Don't misunderstand – I think that whatever can be held together by national norms should be maintained. The Europeans have the European Court of Human Rights, which helps establish a baseline. Many of the progressive states in the US go well beyond the national norm: Vermont is about to pass a single-payer health care system, and it allows gay marriage. It is a complex and messy business, but I think substantial regional self-determination is ultimately likely to be the only answer for a democratic system, because the continent is inevitably going to be run by corporate elites. The only place you can have meaningful democracy is at a more local and regional level.

Finally, you talk about this current moment with a level of optimism that's lacking among many progressive activists and intellectuals. What do you believe engaged citizens should be thinking about and doing to bring out the changes necessary for a more just society?

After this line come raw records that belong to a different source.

//! Row filters by keyword membership.

use sift_query::{KeywordExpr, Polarity};
use tracing::debug;

use crate::{Result, frame::Frame};

/// Keeps the rows whose `column` value satisfies `expr` under `polarity`.
///
/// Row order and every column are preserved. Empty cells read as the empty string.
pub fn filter(frame: &Frame, column: &str, expr: &KeywordExpr, polarity: Polarity) -> Result<Frame> {
    let values = frame.column(column)?.values();
    let keep: Vec<usize> = values
        .iter()
        .enumerate()
        .filter(|(_, v)| expr.matches(&v.render(), polarity))
        .map(|(i, _)| i)
        .collect();

    let out = frame.take_rows(&keep);
    debug!(
        column,
        ?polarity,
        rows_in = frame.num_rows(),
        rows_out = out.num_rows(),
        "keyword filter done"
    );
    Ok(out)
}

/// Keeps the rows whose `column` value satisfies `expr`.
pub fn filter_include(frame: &Frame, column: &str, expr: &KeywordExpr) -> Result<Frame> {
    filter(frame, column, expr, Polarity::Include)
}

/// Keeps the rows whose `column` value satisfies `expr` with every keyword test negated.
pub fn filter_exclude(frame: &Frame, column: &str, expr: &KeywordExpr) -> Result<Frame> {
    filter(frame, column, expr, Polarity::Exclude)
}

/// Keeps the rows whose `column` value renders exactly as `value`.
pub fn filter_equals(frame: &Frame, column: &str, value: &str) -> Result<Frame> {
    let keep: Vec<usize> = frame
        .column(column)?
        .values()
        .iter()
        .enumerate()
        .filter(|(_, v)| !v.is_null() && v.render() == value)
        .map(|(i, _)| i)
        .collect();

    let out = frame.take_rows(&keep);
    debug!(
        column,
        value,
        rows_in = frame.num_rows(),
        rows_out = out.num_rows(),
        "equality filter done"
    );
    Ok(out)
}

#[cfg(test)]
mod tests {
    use super::*;
    use crate::{Column, ErrorKind, Value};

    fn posts() -> Frame {
        Frame::new(vec![
            Column::text("text", ["I love cafes", "I hate malls", "I love cafes and malls"]),
            Column::text("channel", ["A", "B", "A"]),
        ])
        .unwrap()
    }

    fn texts(frame: &Frame) -> Vec<String> {
        frame
            .column("text")
            .unwrap()
            .values()
            .iter()
            .map(ToString::to_string)
            .collect()
    }

    #[test]
    fn and_keeps_rows_with_every_keyword() {
        let expr = KeywordExpr::from_list(&["love", "cafes"], Some("and")).unwrap();
        let out = filter_include(&posts(), "text", &expr).unwrap();
        assert_eq!(texts(&out), vec!["I love cafes", "I love cafes and malls"]);
        assert_eq!(out.num_columns(), 2);
    }

    #[test]
    fn or_keeps_rows_with_any_keyword() {
        let expr = KeywordExpr::from_list(&["hate", "cafes"], Some("or")).unwrap();
        let out = filter_include(&posts(), "text", &expr).unwrap();
        assert_eq!(out.num_rows(), 3);
    }

    #[test]
    fn exclude_single_keyword() {
        let out = filter_exclude(&posts(), "text", &KeywordExpr::keyword("malls")).unwrap();
        assert_eq!(texts(&out), vec!["I love cafes"]);
    }

    #[test]
    fn exclude_and_drops_rows_with_any_keyword() {
        let expr = KeywordExpr::from_list(&["hate", "cafes"], Some("and")).unwrap();
        let out = filter_exclude(&posts(), "text", &expr).unwrap();
        assert_eq!(out.num_rows(), 0);
    }

    #[test]
    fn empty_keyword_keeps_everything() {
        let out = filter_include(&posts(), "text", &KeywordExpr::keyword("")).unwrap();
        assert_eq!(out, posts());
    }

    #[test]
    fn empty_list_keeps_everything_both_ways() {
        let expr = KeywordExpr::from_list::<&str>(&[], None).unwrap();
        assert_eq!(filter_include(&posts(), "text", &expr).unwrap().num_rows(), 3);
        assert_eq!(filter_exclude(&posts(), "text", &expr).unwrap().num_rows(), 3);
    }

    #[test]
    fn null_cells_read_as_empty() {
        let frame = Frame::new(vec![Column::new(
            "text",
            vec![Value::Null, Value::from("cafe")],
        )])
        .unwrap();
        let out = filter_exclude(&frame, "text", &KeywordExpr::keyword("cafe")).unwrap();
        assert_eq!(out.column("text").unwrap().values(), &[Value::Null]);
    }

    #[test]
    fn empty_keyword_matches_null_cells() {
        let frame = Frame::new(vec![Column::new(
            "text",
            vec![Value::Null, Value::from("x")],
        )])
        .unwrap();
        let out = filter_include(&frame, "text", &KeywordExpr::keyword("")).unwrap();
        assert_eq!(out.num_rows(), 2);
    }

    #[test]
    fn missing_column_fails() {
        let err = filter_include(&posts(), "body", &KeywordExpr::keyword("x")).unwrap_err();
        assert_eq!(err.kind(), ErrorKind::Schema);
    }

    #[test]
    fn equals_matches_whole_value() {
        let out = filter_equals(&posts(), "channel", "A").unwrap();
        assert_eq!(out.num_rows(), 2);
        assert_eq!(filter_equals(&posts(), "channel", "").unwrap().num_rows(), 0);
    }
}
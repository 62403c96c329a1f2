//! Test helpers shared across sift-config unit tests.

use std::{
    fs,
    path::{Path, PathBuf},
};

use tempfile::TempDir;

use crate::discovery::CONFIG_FILENAME;

/// Temporary directory utility for tests.
pub struct TestDir {
    /// Owned temporary directory, removed on drop.
    root: TempDir,
}

impl TestDir {
    /// Creates a new temporary directory tree.
    pub fn new() -> Self {
        Self {
            root: tempfile::tempdir().unwrap(),
        }
    }

    /// Returns the path to the root.
    pub fn path(&self) -> &Path {
        self.root.path()
    }

    /// Creates a directory relative to the root.
    pub fn create_dir(&self, rel_path: &str) -> PathBuf {
        let path = self.root.path().join(rel_path);
        fs::create_dir_all(&path).unwrap();
        path
    }

    /// Creates a file with default contents (`"test"`) relative to the root.
    pub fn create_file(&self, rel_path: &str) -> PathBuf {
        let path = self.root.path().join(rel_path);
        if let Some(parent) = path.parent() {
            fs::create_dir_all(parent).unwrap();
        }
        fs::write(&path, "test").unwrap();
        path
    }

    /// Writes a `.sift.toml` with default content in the given subdirectory.
    pub fn create_config(&self, rel_path: &str) -> PathBuf {
        self.create_config_with_content(rel_path, "# test config\n")
    }

    /// Writes a `.sift.toml` at the root.
    pub fn create_config_at_root(&self) -> PathBuf {
        let config = self.root.path().join(CONFIG_FILENAME);
        fs::write(&config, "# root config\n").unwrap();
        config
    }

    /// Writes a `.sift.toml` with custom contents in the given subdirectory.
    pub fn create_config_with_content(&self, rel_path: &str, content: &str) -> PathBuf {
        let dir = self.root.path().join(rel_path);
        fs::create_dir_all(&dir).unwrap();
        let config = dir.join(CONFIG_FILENAME);
        fs::write(&config, content).unwrap();
        config
    }

    /// Writes a `root = true` config in the given subdirectory.
    pub fn create_root_config(&self, rel_path: &str) -> PathBuf {
        self.create_config_with_content(rel_path, "root = true\n")
    }
}
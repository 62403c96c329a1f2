//! Error types for keyword expressions.
//!
//! Lexing and parsing errors carry positions so the CLI can point at the offending part of
//! the expression; combinator errors come from building expressions out of keyword lists.

use std::{error::Error, fmt};

/// Lexer error with position information.
#[derive(Debug, Clone, PartialEq, Eq)]
pub struct LexError {
    /// Error message.
    pub message: String,
    /// Byte position in input where error occurred.
    pub position: usize,
    /// The original input string.
    pub input: String,
}

impl LexError {
    /// Creates a new lexer error.
    pub fn new(message: impl Into<String>, position: usize, input: &str) -> Self {
        Self {
            message: message.into(),
            position,
            input: input.to_string(),
        }
    }

    /// Formats the error with a position indicator showing where the error occurred.
    pub fn format_with_context(&self) -> String {
        format!(
            "keyword syntax error: {}\n  {}\n  {}^",
            self.message,
            self.input,
            " ".repeat(self.position)
        )
    }
}

impl fmt::Display for LexError {
    fn fmt(&self, f: &mut fmt::Formatter<'_>) -> fmt::Result {
        write!(f, "{}", self.format_with_context())
    }
}

impl Error for LexError {}

/// Parse error with token position.
#[derive(Debug, Clone, PartialEq, Eq)]
pub struct ParseError {
    /// Error message.
    pub message: String,
    /// Token index where error occurred (if applicable).
    pub token_index: Option<usize>,
}

impl ParseError {
    /// Creates a new parse error.
    pub fn new(message: impl Into<String>, token_index: Option<usize>) -> Self {
        Self {
            message: message.into(),
            token_index,
        }
    }
}

impl fmt::Display for ParseError {
    fn fmt(&self, f: &mut fmt::Formatter<'_>) -> fmt::Result {
        match self.token_index {
            Some(idx) => write!(f, "at token {idx}: {}", self.message),
            None => write!(f, "{}", self.message),
        }
    }
}

impl Error for ParseError {}

/// A unified error type for keyword expressions.
#[derive(Debug, Clone, PartialEq, Eq)]
pub struct QueryError {
    /// The kind of error that occurred.
    pub kind: QueryErrorKind,
    /// The original expression string (if available).
    pub query: Option<String>,
}

/// The specific kind of keyword expression error.
#[derive(Debug, Clone, PartialEq, Eq)]
pub enum QueryErrorKind {
    /// Tokenization failed.
    Lex {
        /// Error message.
        message: String,
        /// Byte position in input.
        position: usize,
    },
    /// Invalid expression syntax.
    Parse {
        /// Error message.
        message: String,
    },
    /// A keyword list carries a missing or unknown combinator.
    Combinator {
        /// Error message.
        message: String,
    },
}

impl QueryError {
    /// Creates a lex error.
    pub fn lex(message: impl Into<String>, position: usize, query: impl Into<String>) -> Self {
        Self {
            kind: QueryErrorKind::Lex {
                message: message.into(),
                position,
            },
            query: Some(query.into()),
        }
    }

    /// Creates a parse error.
    pub fn parse(message: impl Into<String>, query: Option<String>) -> Self {
        Self {
            kind: QueryErrorKind::Parse {
                message: message.into(),
            },
            query,
        }
    }

    /// Creates a combinator error.
    pub fn combinator(message: impl Into<String>) -> Self {
        Self {
            kind: QueryErrorKind::Combinator {
                message: message.into(),
            },
            query: None,
        }
    }

    /// Sets the expression string for this error.
    pub fn with_query(mut self, query: impl Into<String>) -> Self {
        self.query = Some(query.into());
        self
    }

    /// Returns the error message without context.
    pub fn message(&self) -> &str {
        match &self.kind {
            QueryErrorKind::Lex { message, .. }
            | QueryErrorKind::Parse { message }
            | QueryErrorKind::Combinator { message } => message,
        }
    }

    /// Returns a suggestion for common errors.
    pub fn suggestion(&self) -> Option<&'static str> {
        match &self.kind {
            QueryErrorKind::Lex { message, .. } if message.contains("unclosed quote") => {
                Some("Add a closing quote (\") to complete the phrase")
            }
            QueryErrorKind::Parse { message } if message.contains("closing parenthesis") => {
                Some("Add a closing parenthesis ) to match the opening one")
            }
            QueryErrorKind::Parse { message } if message.contains("OR") => {
                Some("OR requires keywords on both sides, e.g., 'cafe OR bakery'")
            }
            QueryErrorKind::Combinator { .. } => {
                Some("Multiple keywords need --logic and or --logic or")
            }
            _ => None,
        }
    }
}

impl fmt::Display for QueryError {
    fn fmt(&self, f: &mut fmt::Formatter<'_>) -> fmt::Result {
        let prefix = match &self.kind {
            QueryErrorKind::Lex { .. } | QueryErrorKind::Parse { .. } => "keyword syntax error",
            QueryErrorKind::Combinator { .. } => "keyword error",
        };

        write!(f, "{prefix}: {}", self.message())?;

        if let Some(query) = &self.query {
            write!(f, "\n  {query}")?;
            if let QueryErrorKind::Lex { position, .. } = &self.kind {
                let clamped = (*position).min(query.len());
                write!(f, "\n  {}^", " ".repeat(clamped))?;
            }
        }

        if let Some(suggestion) = self.suggestion() {
            write!(f, "\nhint: {suggestion}")?;
        }

        Ok(())
    }
}

impl Error for QueryError {}

impl From<LexError> for QueryError {
    fn from(err: LexError) -> Self {
        Self {
            kind: QueryErrorKind::Lex {
                message: err.message,
                position: err.position,
            },
            query: Some(err.input),
        }
    }
}

impl From<ParseError> for QueryError {
    fn from(err: ParseError) -> Self {
        Self {
            kind: QueryErrorKind::Parse {
                message: err.message,
            },
            query: None,
        }
    }
}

I think the crisis is very severe, and I wouldn't want to minimize the pain that people are experiencing. As a historian, however, I would note that if you were to suggest something positive about Egypt's future four months ago, you would have been laughed out of court.

And indeed, there's an explosion throughout the Middle East; something was stirring below the ground, something that is likely to take decades to develop from its first explosion.

As I've mentioned, I'm from Wisconsin. In the 1950's, Joe McCarthy, the reactionary Republican senator from Wisconsin, dominated everything. In the state, you couldn't see anything happening, but in the 1960's, Wisconsin exploded, which was completely unpredicted.

You can find similar patterns throughout history. The feminist movement was unpredicted. The environmental movement was unpredicted. The explosion of the civil rights movement was generally thought likely, but it was unpredicted when it happened. The Populists, the Progressives, the American Revolution – all unpredicted. But such explosive change is as common as grass, historically.

That doesn't mean it always happens, but I see developments that are very encouraging at the grassroots level, and I think of them in historical terms instead of what is going to happen in tomorrow's election. And in that sense, many of the elements for building a movement are there. One is great pain; two is a reassessment of the failure of traditional strategies; three is experimentation with new models and new policies; and four is younger people being totally turned off by the process.

One poll I saw recently indicated that people under 30 find themselves evenly divided, essentially, over whether capitalism or socialism is a better system. This tells you very little about capitalism or socialism, but a great deal about the hunger for something fresh and new. We're seeing that with these Cleveland experiments – they are exciting to people. They know that something different is being talked about, like changing who owns wealth. Those ingredients – together, too, with a reinvigoration of traditional progressive strategies – do not predict the inevitability of major change, but they are very important elements that could, over time, very well contribute to the next American explosion. Working in that direction creates positive things on the ground and lays the foundation for something that could well become very important.